Meta tries to design its products “with sensitive people in mind,” Mosseri added, pointing to an Instagram feature that sends teens “nudges” reminding them to log off at night.
He said Instagram introduced a feature in 2018 that allowed users to track time spent on the app, began adding new safety features for minors starting in 2021 and rolled those features into teen accounts in 2024.
Mosseri said K.G.M., who joined the platform before 2018, experienced a version of Instagram that was “very different” from what it is today. Back then, he said, it was primarily “a feed of photos and primarily friends.”
“We have tried to respond as the world changes to make sure the experience is as positive as possible,” he said.

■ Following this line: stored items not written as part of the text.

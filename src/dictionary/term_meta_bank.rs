use serde::Serialize;

use crate::pitch_accent::{notation_parser::PitchRecord, record_loader::PitchAccentEntry};

pub const TERM_META_BANK_CHUNK_SIZE: usize = 10000;

static TERM_META_MODE: &str = "pitch";

// [expression, "pitch", { reading, pitches }]
#[derive(Debug, Serialize)]
pub struct TermMeta<'a>(pub &'a str, pub &'static str, pub &'a PitchRecord);

impl<'a> TermMeta<'a> {
    pub fn of(entry: &'a PitchAccentEntry) -> Self {
        TermMeta(&entry.expression, TERM_META_MODE, &entry.record)
    }
}

// term_meta_bank_1.json, term_meta_bank_2.json, ... の中身
pub fn build_term_meta_banks(entries: &[PitchAccentEntry]) -> Vec<Vec<TermMeta<'_>>> {
    entries
        .chunks(TERM_META_BANK_CHUNK_SIZE)
        .map(|chunk| chunk.iter().map(TermMeta::of).collect())
        .collect()
}
use once_cell::sync::Lazy;
use regex::Regex;
use serde::Serialize;

use crate::pitch_accent::{error::PitchAccentError, tag::resolve_tags};

#[derive(Debug, Clone, PartialEq, Eq, Serialize)]
pub struct PitchEntry {
    pub position: usize,
    #[serde(skip_serializing_if = "Option::is_none")]
    pub tags: Option<Vec<String>>,
}

#[derive(Debug, Clone, PartialEq, Eq, Serialize)]
pub struct PitchRecord {
    pub reading: String,
    pub pitches: Vec<PitchEntry>,
}

// "(形動)0,1" => [{ position: 0, tags: ["adj-na"] }, { position: 1, tags: ["adj-na"] }]
//
// タグを省略した位置は直前の位置のタグを引き継ぐ（複製する）
pub fn parse_pitch_notation(notation: &str, reading: &str) -> Result<PitchRecord, PitchAccentError> {
    // 必ずカーソル位置から一致させる
    static REGEX_PITCH: Lazy<Regex> =
        Lazy::new(|| Regex::new(r"^(?:\(([^)]+)\))?([0-9]+)").unwrap());

    let malformed = || PitchAccentError::MalformedNotation {
        notation: notation.to_owned(),
    };

    let mut pitches: Vec<PitchEntry> = Vec::new();
    let mut cursor = 0;

    loop {
        let captures = REGEX_PITCH
            .captures(&notation[cursor..])
            .ok_or_else(malformed)?;

        let position = captures[2].parse().map_err(|_| malformed())?;

        let tags = match captures.get(1) {
            Some(group) => Some(resolve_tags(group.as_str())?),
            None => pitches.last().and_then(|previous| previous.tags.clone()),
        };

        pitches.push(PitchEntry { position, tags });

        cursor += captures[0].len();
        if cursor >= notation.len() {
            break;
        }

        if !notation[cursor..].starts_with(',') {
            return Err(malformed());
        }
        cursor += 1;
    }

    if cursor != notation.len() {
        return Err(malformed());
    }

    Ok(PitchRecord {
        reading: reading.to_owned(),
        pitches,
    })
}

Outside the courtroom Wednesday, grieving parents held up photos of their children as they waited for Mosseri to emerge from the proceedings.

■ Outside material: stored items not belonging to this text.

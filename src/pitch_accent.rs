// 高低アクセント表記の解析
//
// 入力は 1 行 1 語の TSV: 表記<TAB>読み<TAB>アクセント
// アクセントは "(形動)0,1" のように，コンマ区切りのアクセント核の位置に
// 品詞タグ（省略すると直前のものを引き継ぐ）を前置したもの

pub mod error;
pub mod notation_parser;
pub mod record_loader;
pub mod sort;
pub mod tag;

Matt Bergman, founding director of the Social Media Victims Law Center — which is representing about 750 plaintiffs in the California proceeding and about 500 in the federal proceeding — said Mosseri’s testimony indicates that “Instagram’s executives made a conscious decision to put growth over the safety of minors.”
“The evidence shows that Instagram knew the risks its product posed to young users, yet continued to deploy features engineered to keep kids online longer, even when those features exposed them to significant danger,” Bergman wrote in a statement.
Meta continues to deny allegations of harm.
“The question for the jury in Los Angeles is whether Instagram was a substantial factor in the plaintiff’s mental health struggles,” a spokesperson said in an email statement. “The evidence will show she faced many significant, difficult challenges well before she ever used social media.”
Meta CEO Mark Zuckerberg is expected to testify next week.
If the jury’s verdict favors this first plaintiff, the social media companies could face damages to be determined by the jury and forced to change the designs of their platforms. The verdict could also set the tone for whether the tech giants choose to fight or settle the oncoming cases.
Meanwhile, a separate trial in New Mexico, addressing allegations that Meta’s platforms have failed to protect young users from sexual exploitation, also began opening statements Monday. And in June, the first bellwether trials for school districts that have sued social media platforms over harms to children will kick off in federal court.